1. Appearance and behaviour
 Self-care
o Hygiene and general self-care.
o Clothes (e.g. dishevelled, unconventional, brightly coloured).
o Skin (e.g. tattoos, bruising, needle marks).
 Manner
o Polite, pleasant and co-operative.
o Guarded.
o Hostile and/or irritable.
 Rapport: a measure of the patient’s ability to communicate their feelings to another person.
 Eye contact: good, intermittent or no, eye contact.
 Facial expression
 Motor activity
o Relaxed
o Hyperactivity: increased motor activity that is goal directed.
o Agitation: motor restlessness.
o Psychomotor retardation: reduced, slow body movements. Associated with depression.
o Stupor: loss of activity with no response to external stimuli.
 Movements
o Echopraxia: imitation by the patient of the interviewer’s movements.
o Tremor: rhythmic movement of part of the body.
o Tics: repetitive stereotyped movements or sounds (e.g. coughing, grunting, facial twitching, shoulder
shrugging).
o Schnauz-krampf: a characteristic facial expression in which the nose and lips are drawn together.
o Stereotypies: repetitive voluntary non-goal directed movements that are purposeless (e.g. foot tapping, body
rocking, grunting). Associated with schizophrenia, hyperkinetic disorder and autism.
o Mannerisms: repetitive voluntary goal-directed movements that are purposeful (e.g. the extension of the
little finger while holding a teacup).
o Athetosis: a continuous stream of slow, flowing, writhing involuntary movements.
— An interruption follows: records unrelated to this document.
//! Operator CLI for the journal ledger.
//!
//! Every command goes through the same engine and services as the HTTP API
//! and prints its result as JSON.

use std::process::ExitCode;
use std::sync::Arc;

use anyhow::Context;
use chrono::{NaiveDate, Utc};
use clap::{Parser, Subcommand};
use serde::Serialize;
use uuid::Uuid;

use journal_service::config::LedgerConfig;
use journal_service::models::{ReversalRequest, ValidationScope};
use journal_service::services::{
    CashFlowAggregator, CogsCalculator, Database, JournalEngine, LedgerValidator, PeriodCloser,
    PgSalesSource,
};
use service_core::observability::init_tracing;

#[derive(Parser)]
#[command(name = "ledger-admin", about = "Maintenance commands for the journal ledger")]
struct Cli {
    /// Apply pending migrations before running the command
    #[arg(long, global = true)]
    migrate: bool,

    #[command(subcommand)]
    command: Commands,
}

#[derive(Subcommand)]
enum Commands {
    /// Check stored balances against journal lines. Exits 1 on any inconsistency.
    Validate {
        #[arg(long, default_value = "all")]
        scope: ValidationScope,
    },
    /// Build the indirect-method cash flow statement
    CashFlow {
        #[arg(long)]
        start: NaiveDate,
        #[arg(long)]
        end: NaiveDate,
    },
    /// Post missing COGS entries for eligible sales in a date range
    BackfillCogs {
        #[arg(long)]
        start: NaiveDate,
        #[arg(long)]
        end: NaiveDate,
    },
    /// Reverse a posted journal entry
    Reverse {
        #[arg(long)]
        entry_id: Uuid,
        #[arg(long)]
        reason: String,
        #[arg(long)]
        date: Option<NaiveDate>,
    },
    /// Close a period into retained earnings; later entries dated inside it are rejected
    ClosePeriod {
        #[arg(long)]
        start: NaiveDate,
        #[arg(long)]
        end: NaiveDate,
        #[arg(long)]
        description: Option<String>,
    },
    /// Print the trial balance
    TrialBalance {
        #[arg(long)]
        as_of: Option<NaiveDate>,
    },
}

fn print_json<T: Serialize>(value: &T) -> anyhow::Result<()> {
    println!("{}", serde_json::to_string_pretty(value)?);
    Ok(())
}

async fn run(cli: Cli) -> anyhow::Result<ExitCode> {
    let config = LedgerConfig::from_env().context("loading configuration")?;
    init_tracing(
        "ledger-admin",
        &config.log_level,
        config.otlp_endpoint.as_deref(),
    );

    let db = Database::new(&config.database.url, 2, 1)
        .await
        .context("connecting to the database")?;
    if cli.migrate {
        db.run_migrations().await.context("running migrations")?;
    }
    let pool = db.pool().clone();
    let engine = JournalEngine::new(pool.clone(), config.policy.clone());

    match cli.command {
        Commands::Validate { scope } => {
            let validator = LedgerValidator::new(pool, config.policy.clone());
            let report = validator.validate(scope).await?;
            print_json(&report)?;
            if !report.is_consistent() {
                return Ok(ExitCode::from(1));
            }
        }
        Commands::CashFlow { start, end } => {
            let aggregator = CashFlowAggregator::new(
                pool,
                config.cash_flow.clone(),
                config.policy.balance_tolerance,
            );
            let statement = aggregator.aggregate(start, end).await?;
            print_json(&statement)?;
        }
        Commands::BackfillCogs { start, end } => {
            let calculator = CogsCalculator::new(
                engine,
                Arc::new(PgSalesSource::new(pool.clone())),
                pool,
                config.accounts.clone(),
            );
            let report = calculator.backfill(start, end).await?;
            print_json(&report)?;
            if !report.failures.is_empty() {
                return Ok(ExitCode::from(1));
            }
        }
        Commands::Reverse {
            entry_id,
            reason,
            date,
        } => {
            let request = ReversalRequest {
                reversal_date: date,
                reason: Some(reason),
            };
            let reversal = engine.reverse(entry_id, &request).await?;
            print_json(&reversal)?;
        }
        Commands::ClosePeriod {
            start,
            end,
            description,
        } => {
            let closer = PeriodCloser::new(engine, pool, config.accounts.clone());
            let closing = closer.close(start, end, description.as_deref()).await?;
            print_json(&closing)?;
        }
        Commands::TrialBalance { as_of } => {
            let as_of = as_of.unwrap_or_else(|| Utc::now().date_naive());
            let tb = db.trial_balance(as_of).await?;
            print_json(&tb)?;
        }
    }

    Ok(ExitCode::SUCCESS)
}

#[tokio::main]
async fn main() -> ExitCode {
    let cli = Cli::parse();
    match run(cli).await {
        Ok(code) => code,
        Err(e) => {
            eprintln!("ledger-admin: {:#}", e);
            ExitCode::from(2)
        }
    }
}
o Chorea: repetitive, brief, jerky, rapid involuntary movements in which the resulting posture is held for a few
seconds. Usually affects the head, face or limbs.
o Hemiballismus: a type of chorea, usually involving violent, flinging involuntary movements of one arm.
o Akathisia: unpleasant motor restlessness, worse in the lower limbs, leading to constant shifting of posture.
Associated with antipsychotic treatment.